Second, according to the law, in 2017, states will be permitted to experiment with different ways of expanding coverage — under state innovation waivers — provided those ways are no more costly to the federal government and individuals and cover as many people. Congress could act to move this date earlier. After all, states where the Affordable Care Act is resisted may be playing a waiting game, knowing state innovation waivers are on the horizon. It’s reasonable to consider permitting them to innovate sooner rather than allow millions of people to go uninsured as we wait until 2017.

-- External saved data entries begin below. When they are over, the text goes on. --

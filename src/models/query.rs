//! Query-related data models.
//!
//! This module defines types for SQL query results.

use serde::{Deserialize, Serialize};
use serde_json::Value as JsonValue;

/// Default row limit appended to ad-hoc queries without a LIMIT clause.
pub const DEFAULT_ROW_LIMIT: u32 = 100;

/// One result row: column name to decoded value, in driver column order.
pub type Row = serde_json::Map<String, JsonValue>;

#[derive(Debug, Clone, Default, PartialEq, Serialize, Deserialize)]
pub struct QueryResult {
    pub rows: Vec<Row>,
    pub row_count: usize,
}

impl QueryResult {
    /// Wrap fetched rows, counting them.
    pub fn from_rows(rows: Vec<Row>) -> Self {
        let row_count = rows.len();
        Self { rows, row_count }
    }

    /// Check if the result is empty.
    pub fn is_empty(&self) -> bool {
        self.rows.is_empty()
    }

    /// Values of one column across all rows, skipping rows that lack it.
    pub fn column_values<'a>(&'a self, column: &'a str) -> impl Iterator<Item = &'a JsonValue> {
        self.rows.iter().filter_map(move |row| row.get(column))
    }

    /// Values of the first column of each row.
    pub fn first_column_values(&self) -> impl Iterator<Item = &JsonValue> {
        self.rows.iter().filter_map(|row| row.values().next())
    }
}
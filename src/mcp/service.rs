//! MCP service implementation using rmcp.
//!
//! This module defines the McpService struct with all tools and resources
//! exposed via the MCP protocol using the rmcp framework's macros.
//!
//! Database tools report failures as data: a [`crate::models::ToolError`] becomes a tool
//! result flagged as an error whose text is the JSON error object. Utility
//! tools answer bad arguments with an invalid-params protocol error.

use crate::config::Config;
use crate::db::{ConnectionManager, MySqlConnector};
use crate::mcp::resources::StaticResource;
use crate::models::ToolOutcome;
use crate::tools::query::{ExecuteQueryInput, QueryToolHandler};
use crate::tools::schema::{SchemaToolHandler, TableNameInput};
use crate::tools::sql_validator::ValidationMode;
use crate::tools::utility::{
    self, CalculateInput, CurrentTimeInput, EchoInput, ReverseTextInput,
};
use rmcp::{
    ErrorData as McpError, RoleServer, ServerHandler,
    handler::server::tool::ToolRouter,
    handler::server::wrapper::Parameters,
    model::{
        AnnotateAble, CallToolResult, Content, Implementation, ListResourcesResult,
        PaginatedRequestParam, ProtocolVersion, RawResource, ReadResourceRequestParam,
        ReadResourceResult, ResourceContents, ServerCapabilities, ServerInfo,
    },
    service::RequestContext,
    tool, tool_handler, tool_router,
};
use serde::Serialize;
use std::future::Future;
use std::sync::Arc;

/// Settings the service takes from the process configuration.
#[derive(Debug, Clone)]
pub struct ServiceSettings {
    pub server_name: String,
    pub default_limit: u32,
    pub validation_mode: ValidationMode,
}

impl ServiceSettings {
    pub fn from_config(config: &Config) -> Self {
        Self {
            server_name: config.server_name.clone(),
            default_limit: config.default_limit,
            validation_mode: ValidationMode::from_strict_flag(config.strict_sql),
        }
    }
}

impl Default for ServiceSettings {
    fn default() -> Self {
        Self::from_config(&Config::default())
    }
}

fn to_json_text<T: Serialize>(value: &T) -> Result<String, McpError> {
    serde_json::to_string_pretty(value)
        .map_err(|e| McpError::internal_error(format!("Failed to serialize result: {}", e), None))
}

fn text_result(text: impl Into<String>) -> CallToolResult {
    CallToolResult::success(vec![Content::text(text.into())])
}

/// Turn a database tool outcome into a tool result. Failures stay data.
fn outcome_result<T: Serialize>(outcome: ToolOutcome<T>) -> Result<CallToolResult, McpError> {
    match outcome {
        Ok(output) => Ok(text_result(to_json_text(&output)?)),
        Err(error) => Ok(CallToolResult::error(vec![Content::text(to_json_text(
            &error,
        )?)])),
    }
}

fn number_text(value: f64) -> String {
    serde_json::Number::from_f64(value)
        .map(|n| n.to_string())
        .unwrap_or_else(|| value.to_string())
}

#[derive(Clone)]
pub struct McpService {
    server_name: String,
    query_handler: Arc<QueryToolHandler<MySqlConnector>>,
    schema_handler: Arc<SchemaToolHandler<MySqlConnector>>,
    /// Tool router for MCP tool dispatch (auto-generated)
    tool_router: ToolRouter<Self>,
}

impl McpService {
    /// Create a new McpService instance.
    ///
    /// # Arguments
    ///
    /// * `connection_manager` - Opens one database connection per tool call
    /// * `settings` - Server name, default row limit and validation mode
    pub fn new(
        connection_manager: Arc<ConnectionManager<MySqlConnector>>,
        settings: ServiceSettings,
    ) -> Self {
        Self {
            server_name: settings.server_name,
            query_handler: Arc::new(QueryToolHandler::with_settings(
                connection_manager.clone(),
                settings.default_limit,
                settings.validation_mode,
            )),
            schema_handler: Arc::new(SchemaToolHandler::new(connection_manager)),
            tool_router: Self::tool_router(),
        }
    }

    pub fn server_name(&self) -> &str {
        &self.server_name
    }
}

#[tool_router]
impl McpService {
    #[tool(
        description = "Get the current server time.\nformat uses strftime syntax, default \"%Y-%m-%d %H:%M:%S\"."
    )]
    async fn get_current_time(
        &self,
        Parameters(input): Parameters<CurrentTimeInput>,
    ) -> Result<CallToolResult, McpError> {
        let now = utility::current_time(&input.format)?;
        Ok(text_result(now))
    }

    #[tool(description = "Simple arithmetic on two numbers.\noperation: add, subtract, multiply or divide.")]
    async fn calculate(
        &self,
        Parameters(input): Parameters<CalculateInput>,
    ) -> Result<CallToolResult, McpError> {
        let value = utility::calculate(&input.operation, input.a, input.b)?;
        Ok(text_result(number_text(value)))
    }

    #[tool(description = "Echo a message back, optionally repeated (space separated).")]
    async fn echo(&self, Parameters(input): Parameters<EchoInput>) -> Result<CallToolResult, McpError> {
        let echoed = utility::echo(&input.message, input.repeat)?;
        Ok(text_result(echoed))
    }

    #[tool(
        description = "Get basic server information: hostname, OS name, kernel release, OS version, architecture, server version and time."
    )]
    async fn get_server_info(&self) -> Result<CallToolResult, McpError> {
        Ok(text_result(to_json_text(&utility::server_info())?))
    }

    #[tool(description = "Reverse the characters of a text.")]
    async fn reverse_text(
        &self,
        Parameters(input): Parameters<ReverseTextInput>,
    ) -> Result<CallToolResult, McpError> {
        Ok(text_result(utility::reverse_text(&input.text)))
    }

    #[tool(description = "List all tables in the configured database.")]
    async fn db_list_tables(&self) -> Result<CallToolResult, McpError> {
        outcome_result(self.schema_handler.list_tables().await)
    }

    #[tool(
        description = "Get the column definitions (DESCRIBE) and the row count of a table in the configured database."
    )]
    async fn db_describe_table(
        &self,
        Parameters(input): Parameters<TableNameInput>,
    ) -> Result<CallToolResult, McpError> {
        outcome_result(self.schema_handler.describe_table(input).await)
    }

    #[tool(
        description = "Execute a read-only SQL query.\nOnly SELECT, SHOW, DESCRIBE, DESC, EXPLAIN and WITH statements are accepted.\nStatements containing DROP, DELETE, INSERT, UPDATE, CREATE, ALTER, TRUNCATE, GRANT, REVOKE, COMMIT or ROLLBACK anywhere (including inside identifiers) are rejected.\nA LIMIT clause (default 100) is appended when the statement has none."
    )]
    async fn db_execute_query(
        &self,
        Parameters(input): Parameters<ExecuteQueryInput>,
    ) -> Result<CallToolResult, McpError> {
        outcome_result(self.query_handler.execute_query(input).await)
    }

    #[tool(description = "Count the rows of a table in the configured database.")]
    async fn db_get_row_count(
        &self,
        Parameters(input): Parameters<TableNameInput>,
    ) -> Result<CallToolResult, McpError> {
        outcome_result(self.schema_handler.get_row_count(input).await)
    }

    #[tool(description = "List all databases visible to the configured user.")]
    async fn db_list_databases(&self) -> Result<CallToolResult, McpError> {
        outcome_result(self.schema_handler.list_databases().await)
    }
}

#[tool_handler]
impl ServerHandler for McpService {
    fn get_info(&self) -> ServerInfo {
        ServerInfo {
            protocol_version: ProtocolVersion::V_2025_03_26,
            capabilities: ServerCapabilities::builder()
                .enable_tools()
                .enable_resources()
                .build(),
            server_info: Implementation {
                name: self.server_name.clone(),
                title: Some("Simple MCP Server".to_owned()),
                version: env!("CARGO_PKG_VERSION").to_owned(),
                icons: None,
                website_url: None,
            },
            instructions: Some(
                "Utility tools plus read-only access to one MySQL database.\n\
                \n\
                ## Database workflow\n\
                1. `db_list_tables` to see what exists\n\
                2. `db_describe_table` for columns and row count\n\
                3. `db_execute_query` for ad-hoc read-only SQL\n\
                \n\
                ## Query rules\n\
                - Statements must start with SELECT, SHOW, DESCRIBE, DESC, EXPLAIN or WITH\n\
                - Write and transaction keywords are rejected anywhere in the text, even inside\n\
                  identifiers (a table named `updates_log` cannot be queried this way)\n\
                - Without a LIMIT clause, `LIMIT 100` (or the `limit` argument) is appended\n\
                \n\
                ## Errors\n\
                Database tools return failures as a JSON object with an `error` field."
                    .to_string(),
            ),
        }
    }

    fn list_resources(
        &self,
        _request: Option<PaginatedRequestParam>,
        _context: RequestContext<RoleServer>,
    ) -> impl Future<Output = Result<ListResourcesResult, McpError>> + Send + '_ {
        async move {
            let resources = StaticResource::ALL
                .iter()
                .map(|resource| RawResource::new(resource.uri(), resource.name()).no_annotation())
                .collect();
            Ok(ListResourcesResult::with_all_items(resources))
        }
    }

    fn read_resource(
        &self,
        request: ReadResourceRequestParam,
        _context: RequestContext<RoleServer>,
    ) -> impl Future<Output = Result<ReadResourceResult, McpError>> + Send + '_ {
        async move {
            let resource = StaticResource::from_uri(&request.uri).ok_or_else(|| {
                McpError::resource_not_found(
                    format!("Unknown resource URI: {}", request.uri),
                    Some(serde_json::json!({ "uri": request.uri })),
                )
            })?;

            Ok(ReadResourceResult {
                contents: vec![ResourceContents::text(resource.render(), request.uri.clone())],
            })
        }
    }
}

Congress could also act to permit even greater flexibility in innovation waivers. It could, for example, allow greater cost sharing or higher per-person costs to accommodate larger physician fees for Medicaid patients where access is found to be inadequate. To be sure, each of these comes with higher costs to individuals or government. But are those limitations worse than those that accompany states’ staunch resistance to the Affordable Care Act’s standards?

Mississippi may never be like Massachusetts. But what would it take for its Republican, elected officials — and those in other states — to embrace a coverage expansion closer to what many Democrats and Affordable Care Act proponents envisioned? The Supreme Court won’t rule on King until next summer, but this is a question both progressives and conservatives should ask themselves today.